→ **INFORMATION PROVIDED**:
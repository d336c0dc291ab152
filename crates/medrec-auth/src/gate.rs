//! Authorization gate.
//!
//! Every guarded service method calls [`AuthorizationGate::before`] with its
//! operation ID before doing any work. The gate looks the operation up in the
//! [`OperationRegistry`] and checks the actor's privileges against it:
//!
//! ```text
//! no descriptor / not authorized      -> allow
//! privileges, any-of                  -> first held privilege allows,
//!                                        none held denies with the full list
//! privileges, all-of                  -> first missing privilege denies
//! no privileges, authorized           -> deny if unauthenticated
//! empty privilege name in the list    -> allow
//! ```

use std::sync::{Arc, RwLock};

use tracing::{debug, warn};

use crate::audit::PrivilegeListener;
use crate::context::UserContext;
use crate::descriptor::OperationDescriptor;
use crate::error::AuthError;
use crate::registry::OperationRegistry;
use crate::AuthResult;

/// A service call about to be made.
#[derive(Debug, Clone, Copy)]
pub struct Invocation<'a> {
    /// Registered operation ID
    pub operation: &'a str,
    /// Service the operation belongs to, for diagnostics only
    pub target: &'a str,
}

impl<'a> Invocation<'a> {
    pub fn new(target: &'a str, operation: &'a str) -> Self {
        Self { operation, target }
    }
}

pub struct AuthorizationGate {
    registry: Arc<OperationRegistry>,
    listeners: RwLock<Vec<Arc<dyn PrivilegeListener>>>,
}

impl AuthorizationGate {
    pub fn new(registry: Arc<OperationRegistry>) -> Self {
        Self {
            registry,
            listeners: RwLock::new(Vec::new()),
        }
    }

    pub fn registry(&self) -> &Arc<OperationRegistry> {
        &self.registry
    }

    pub fn add_listener(&self, listener: Arc<dyn PrivilegeListener>) {
        self.listeners
            .write()
            .unwrap_or_else(|poisoned| poisoned.into_inner())
            .push(listener);
    }

    /// Check `ctx` against the requirements registered for `invocation`.
    pub fn before(&self, ctx: &UserContext, invocation: &Invocation<'_>) -> AuthResult<()> {
        let Some(descriptor) = self.registry.get(invocation.operation) else {
            debug!(
                target_service = %invocation.target,
                operation = %invocation.operation,
                "No authorization requirement registered"
            );
            return Ok(());
        };

        let result = self.authorize(ctx, &descriptor);
        if let Err(err) = &result {
            warn!(
                target_service = %invocation.target,
                operation = %invocation.operation,
                user = ctx.authenticated_user().map_or("anonymous", |u| u.username.as_str()),
                error = %err,
                "Authorization denied"
            );
        }
        result
    }

    /// Check `ctx` against `descriptor`.
    pub fn authorize(&self, ctx: &UserContext, descriptor: &OperationDescriptor) -> AuthResult<()> {
        if !descriptor.privileges.is_empty() {
            for privilege in &descriptor.privileges {
                if privilege.is_empty() {
                    return Ok(());
                }
                let held = self.check_privilege(ctx, privilege);
                if descriptor.require_all {
                    if !held {
                        return Err(AuthError::privilege_required(privilege.clone()));
                    }
                } else if held {
                    return Ok(());
                }
            }

            if descriptor.require_all {
                return Ok(());
            }
            return Err(AuthError::privileges_required(
                descriptor.privileges.iter().cloned(),
            ));
        }

        if descriptor.authorized && !ctx.is_authenticated() {
            return Err(AuthError::AuthenticationRequired);
        }
        Ok(())
    }

    fn check_privilege(&self, ctx: &UserContext, privilege: &str) -> bool {
        let held = ctx.has_privilege(privilege);
        let listeners = self
            .listeners
            .read()
            .unwrap_or_else(|poisoned| poisoned.into_inner());
        for listener in listeners.iter() {
            listener.privilege_checked(ctx.authenticated_user(), privilege, held);
        }
        held
    }
}

#[cfg(test)]
mod tests {
    use super::*;
    use crate::privileges::{ANONYMOUS_ROLE, AUTHENTICATED_ROLE, SUPERUSER_ROLE};
    use crate::role::{Role, RoleDirectory, User};
    use std::sync::Mutex;

    #[derive(Default)]
    struct RecordingListener {
        checks: Mutex<Vec<(String, bool)>>,
    }

    impl PrivilegeListener for RecordingListener {
        fn privilege_checked(&self, _user: Option<&User>, privilege: &str, has_privilege: bool) {
            self.checks
                .lock()
                .unwrap()
                .push((privilege.to_string(), has_privilege));
        }
    }

    fn roles() -> Arc<RoleDirectory> {
        Arc::new(RoleDirectory::with_roles([
            Role::new(ANONYMOUS_ROLE),
            Role::new(AUTHENTICATED_ROLE),
            Role::new("Clerk").with_privilege("Edit Patients"),
            Role::new("Viewer").with_privileges(["View Patients", "View Encounters"]),
            Role::new(SUPERUSER_ROLE),
        ]))
    }

    fn anonymous() -> UserContext {
        UserContext::anonymous(roles())
    }

    fn user_with(role: &str) -> UserContext {
        UserContext::for_user(roles(), User::new(7, "tester").with_role(role))
    }

    fn gate() -> AuthorizationGate {
        let registry = OperationRegistry::new();
        registry.register(OperationDescriptor::any_of(
            "patient.view",
            ["View Patients", "Edit Patients"],
        ));
        registry.register(OperationDescriptor::all_of(
            "patient.merge",
            ["View Patients", "Edit Patients"],
        ));
        registry.register(OperationDescriptor::authenticated("session.info"));
        registry.register(OperationDescriptor {
            id: "plain".to_string(),
            ..Default::default()
        });
        AuthorizationGate::new(Arc::new(registry))
    }

    fn call(gate: &AuthorizationGate, ctx: &UserContext, operation: &str) -> AuthResult<()> {
        gate.before(ctx, &Invocation::new("PatientService", operation))
    }

    #[test]
    fn test_unregistered_operation_is_allowed() {
        assert!(call(&gate(), &anonymous(), "unknown.op").is_ok());
    }

    #[test]
    fn test_descriptor_without_requirements_is_allowed() {
        assert!(call(&gate(), &anonymous(), "plain").is_ok());
    }

    #[test]
    fn test_any_of_allows_on_second_privilege() {
        assert!(call(&gate(), &user_with("Clerk"), "patient.view").is_ok());
    }

    #[test]
    fn test_any_of_denies_with_full_list() {
        let err = call(&gate(), &anonymous(), "patient.view").unwrap_err();
        assert_eq!(err.to_string(), "Privileges required: View Patients,Edit Patients");
    }

    #[test]
    fn test_all_of_reports_first_missing_privilege() {
        let err = call(&gate(), &user_with("Clerk"), "patient.merge").unwrap_err();
        assert_eq!(err.to_string(), "Privileges required: View Patients");

        let err = call(&gate(), &user_with("Viewer"), "patient.merge").unwrap_err();
        assert_eq!(err.to_string(), "Privileges required: Edit Patients");
    }

    #[test]
    fn test_all_of_allows_when_everything_held() {
        assert!(call(&gate(), &user_with(SUPERUSER_ROLE), "patient.merge").is_ok());
    }

    #[test]
    fn test_authentication_only() {
        let gate = gate();
        let err = call(&gate, &anonymous(), "session.info").unwrap_err();
        assert!(matches!(err, AuthError::AuthenticationRequired));
        assert_eq!(err.to_string(), "Authentication required");

        assert!(call(&gate, &user_with("Clerk"), "session.info").is_ok());
    }

    #[test]
    fn test_empty_privilege_short_circuits_to_allow() {
        let gate = gate();
        let descriptor = OperationDescriptor::all_of("odd", ["", "Never Granted"]);
        assert!(gate.authorize(&anonymous(), &descriptor).is_ok());

        let descriptor = OperationDescriptor::any_of("odd", ["Never Granted", ""]);
        assert!(gate.authorize(&anonymous(), &descriptor).is_ok());

        // A missing privilege before the placeholder still denies.
        let descriptor = OperationDescriptor::all_of("odd", ["Never Granted", ""]);
        assert!(gate.authorize(&anonymous(), &descriptor).is_err());
    }

    #[test]
    fn test_proxy_privilege_satisfies_gate() {
        let gate = gate();
        let mut ctx = anonymous();
        ctx.add_proxy_privilege("View Patients");
        assert!(call(&gate, &ctx, "patient.view").is_ok());
        ctx.remove_proxy_privilege("View Patients");
        assert!(call(&gate, &ctx, "patient.view").is_err());
    }

    #[test]
    fn test_listeners_see_checks_in_declared_order() {
        let gate = gate();
        let listener = Arc::new(RecordingListener::default());
        gate.add_listener(listener.clone());

        call(&gate, &user_with("Clerk"), "patient.view").unwrap();
        let _ = call(&gate, &user_with("Clerk"), "patient.merge");

        let checks = listener.checks.lock().unwrap();
        assert_eq!(
            *checks,
            vec![
                ("View Patients".to_string(), false),
                ("Edit Patients".to_string(), true),
                ("View Patients".to_string(), false),
            ]
        );
    }

    #[test]
    fn test_any_of_stops_at_first_held() {
        let gate = gate();
        let listener = Arc::new(RecordingListener::default());
        gate.add_listener(listener.clone());

        call(&gate, &user_with("Viewer"), "patient.view").unwrap();
        assert_eq!(listener.checks.lock().unwrap().len(), 1);
    }
}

→ **TASK DESCRIPTION**: Begin at the first line of the material above. Transcribe each line exactly, ending with the line that contains "pub struct Invocation<'a>".

→ **OUTPUT FOR THIS TASK**:
repository d336c0dc291ab152
filename crates/medrec-auth/src/gate.rs
//! Authorization gate.
//!
//! Every guarded service method calls [`AuthorizationGate::before`] with its
//! operation ID before doing any work. The gate looks the operation up in the
//! [`OperationRegistry`] and checks the actor's privileges against it:
//!
//! ```text
//! no descriptor / not authorized      -> allow
//! privileges, any-of                  -> first held privilege allows,
//!                                        none held denies with the full list
//! privileges, all-of                  -> first missing privilege denies
//! no privileges, authorized           -> deny if unauthenticated
//! empty privilege name in the list    -> allow
//! ```

use std::sync::{Arc, RwLock};

use tracing::{debug, warn};

use crate::audit::PrivilegeListener;
use crate::context::UserContext;
use crate::descriptor::OperationDescriptor;
use crate::error::AuthError;
use crate::registry::OperationRegistry;
use crate::AuthResult;

/// A service call about to be made.
#[derive(Debug, Clone, Copy)]
pub struct Invocation<'a> {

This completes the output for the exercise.